Mosquito Control Services
Advanced Termite and Pest Control has many years of providing Charleston Mosquito Control Services. We treat areas where biting bugs live and breed on your property. We will even provide a homeowner checklist detailing how you can help prevent their reproduction in the future. Our service does reduce mosquitoes significantly but does not replace the need for you to protect people and pets from mosquito bites. The treatment does not prevent illnesses or diseases that could occur due to mosquitoes or other pests. However, with the amount of mosquitoes we get, everyone in the Charleston area should have mosquito control.

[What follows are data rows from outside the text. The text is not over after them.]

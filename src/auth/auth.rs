use actix_web::{FromRequest, HttpMessage, HttpRequest, dev::Payload, error::ErrorUnauthorized};
use futures::future::{Ready, ready};
use hrm_sync::model::Role;

use crate::api::ApiError;

/// Caller identity, put in request extensions by `auth_middleware`.
#[derive(Debug, Clone)]
pub struct AuthUser {
    pub user_id: String,
    pub role: Role,

    /// Present only if this user is linked to an employee record
    pub employee_id: Option<String>,
}

impl FromRequest for AuthUser {
    type Error = actix_web::Error;
    type Future = Ready<Result<Self, Self::Error>>;

    fn from_request(req: &HttpRequest, _: &mut Payload) -> Self::Future {
        match req.extensions().get::<AuthUser>() {
            Some(user) => ready(Ok(user.clone())),
            None => ready(Err(ErrorUnauthorized("Missing token"))),
        }
    }
}

impl AuthUser {
    pub fn require_admin(&self) -> Result<(), ApiError> {
        if self.role.is_admin() {
            Ok(())
        } else {
            Err(ApiError::Forbidden("Admin only".into()))
        }
    }

    /// The linked employee record, required for self-service endpoints.
    pub fn employee(&self) -> Result<&str, ApiError> {
        self.employee_id
            .as_deref()
            .ok_or_else(|| ApiError::Forbidden("No employee profile".into()))
    }

    /// Admins may act on anyone; others only on their own employee record.
    pub fn require_self_or_admin(&self, employee_id: &str) -> Result<(), ApiError> {
        if self.role.is_admin() || self.employee_id.as_deref() == Some(employee_id) {
            Ok(())
        } else {
            Err(ApiError::Forbidden("Not your record".into()))
        }
    }
}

Go outdoors without getting eaten alive!
Mosquitoes rest on the underside of leaves, foliage, and other materials, so that’s where we target our treatments. We safely treat shrubbery and trees within 6-10 feet of the ground, and up to 100’ away. Your property is thoroughly inspected to help identify breeding areas that contribute to problems. A checklist is provided to the property owner detailing how to limit their reproduction in the future.
Mosquito Control Facts
Mosquitoes find hosts by sight (they observe movement); by detecting infra-red radiation emitted by warm bodies; and by chemical signals (mosquitoes are attracted to carbon dioxide and lactic acid, among other chemicals) at distances of 25 to 35 meters.
• The average mosquito takes in about 5-millionths of a liter of blood during feeding.
• In order to obtain energy, both male and female mosquitoes feed upon plant nectars – much in the same manner as honeybees.
• Blondes tend to be more attractive to mosquitoes than brunettes.
• Women are usually more attractive to mosquitoes than men because of the difference in hormones produced by the sexes.
• Salt marsh mosquitoes can migrate up to 40 miles for a meal.
• A full moon increased mosquito activity 500% in one study.
• Black is the most attractive color to mosquitoes, followed closely by red. Grays and blues have neutral attractancy. Khaki, green, light khaki, and yellow are not attractive, with white being the least attractive color to mosquitoes.
• Mosquito species preferring to breed around the house, like the Asian Tiger Mosquito, have limited flight ranges of about 300 feet. Most species have flight ranges of 1-3 miles.
• Asian Tiger Mosquitoes have been found breeding in tree-holes over 40 feet above ground.
• Mosquitoes have been found breeding up to 14,000 feet in the Himalayas and 2000 feet underground in mines in India.
• Most adult female mosquitoes live 2-3 weeks, during which time they can feed 4 or 5 times, laying eggs after each meal. Some species that overwinter in garages, culverts and attics can live as long as 6 months.
Problems With Alternative Mosquito Control Methods
• Unnecessary use of insecticide or chemicals
• The indiscriminate killing of beneficial insect populations and other non-target organisms
• Promotion of insecticide resistance
• Risk of pesticide exposure
• Incompatible with integrated pest management practices (additional methods are neglected)
• Lack of efficacy data (there is little to demonstrate that these systems actually work)
There are no set-and-forget mosquito trap devices. Each requires maintenance: propane tanks need replacement, capture nets need emptying, adhesive boards require replacement, and grids require cleaning.
Depending upon their placement, wind direction, and inherent trapping efficiency, traps may actually draw more mosquitoes into an area than they can possibly catch. There is no documented study to show that bats, purple martins, or other predators consume enough adult mosquitoes to provide any meaningful reduction in biting pressure.
• There are 176 species of mosquito in the United States. At least 62 of these have been found infected with the West Nile Virus (WNV). WNV is transmitted from infected birds to humans by mosquitoes. There are thousands of WNV cases and hundreds of deaths nationally each year. Severe cases are marked by the occurrence of convulsions, paralysis, coma, and/or death.
• Mosquitoes are the only known means of transmission of the causal agents of malaria, yellow fever, some types of encephalitis, dengue, and filariasis. The malaria parasite has been responsible for half of all human deaths since the Stone Age. Today, it sickens 300 million every year despite the fact that we know how to prevent it.
• Over 1 million people die from mosquito-borne diseases every year.